The Senate, he says, is like a person "with their head in the sand," making the "immediate political situation trump everything."

"We're ignoring the real problems so we can create political contrasts, for an election all the while the country is sinking, sinking and sinking."

It's "cowardice," he declared.

"There needs to be a renewed sense of awareness of what the real problems are facing this country. And a redoubling of our commitment to shed partisan robes and get down to fixing the real problems in front of us. And parochialism has no place in that discussion. The political careers of members have no place in that discussion. The real future of our country is at risk."

It was a poignant moment which aides say the Senator delivered in an unscripted addition to his prepared remarks, expressing frustration with how things on Capitol Hill work during an election year.

The Senate, in their first session of the week, is debating the Veterans Jobs Corps Act which calls for a $1 billion investment to help veterans find work as police officers, firefighters and other jobs serving in their communities. Coburn, the Senate's leading budget hawk, said the bill has a "noble desire" but is an example, he thinks, of the "absolute laziness" of Congress in an election year.

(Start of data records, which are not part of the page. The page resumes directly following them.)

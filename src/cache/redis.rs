//! Redis cache implementation
//!
//! Backs the sticky-session mappings and the resolved API token cache.
//! Values are stored as JSON strings and every write carries an expiry.

use redis::AsyncCommands;
use serde::{de::DeserializeOwned, Serialize};

use crate::error::AppResult;

/// Redis-backed key/value store shared across gateway replicas
pub struct RedisCache {
    conn: redis::aio::ConnectionManager,
}

impl RedisCache {
    pub fn new(conn: redis::aio::ConnectionManager) -> Self {
        Self { conn }
    }

    pub async fn get<T: DeserializeOwned>(&self, key: &str) -> AppResult<Option<T>> {
        let mut conn = self.conn.clone();
        let raw: Option<String> = conn.get(key).await?;

        raw.map(|v| serde_json::from_str(&v))
            .transpose()
            .map_err(Into::into)
    }

    /// Store a value that expires after `ttl_seconds`
    pub async fn set_with_ttl<T: Serialize>(
        &self,
        key: &str,
        value: &T,
        ttl_seconds: u64,
    ) -> AppResult<()> {
        let mut conn = self.conn.clone();
        let serialized = serde_json::to_string(value)?;
        conn.set_ex::<_, _, ()>(key, serialized, ttl_seconds).await?;
        Ok(())
    }

    /// Push a live key's expiry out to `seconds` from now
    ///
    /// A missing key stays missing.
    pub async fn expire(&self, key: &str, seconds: u64) -> AppResult<()> {
        let mut conn = self.conn.clone();
        conn.expire::<_, ()>(key, seconds as i64).await?;
        Ok(())
    }

    pub async fn delete(&self, key: &str) -> AppResult<()> {
        let mut conn = self.conn.clone();
        conn.del::<_, ()>(key).await?;
        Ok(())
    }

    pub async fn ping(&self) -> AppResult<()> {
        let mut conn = self.conn.clone();
        redis::cmd("PING").query_async::<_, String>(&mut conn).await?;
        Ok(())
    }
}

/// Cache key layout
pub mod keys {
    /// Sticky-session mapping, scoped by channel type so affine types never
    /// share a conversation
    pub fn sticky_session(channel_type: &str, session_hash: &str) -> String {
        format!("relaygate:sticky:{}:{}", channel_type, session_hash)
    }

    /// Resolved API token, keyed by the SHA-256 of the bearer secret
    pub fn token(token_hash: &str) -> String {
        format!("relaygate:token:{}", token_hash)
    }
}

"When we find ourselves $16 trillion in debt and we're going to pay for another bill over five years by ten years of changes, we never get out of the problem," Coburn exclaimed on the Senate floor, "we're making the financial problems worse with this bill. I'm befuddled and disappointed that we cannot as a group of individuals who all love this country very much come together under some certain baseline principles we ought to be operating in the Senate."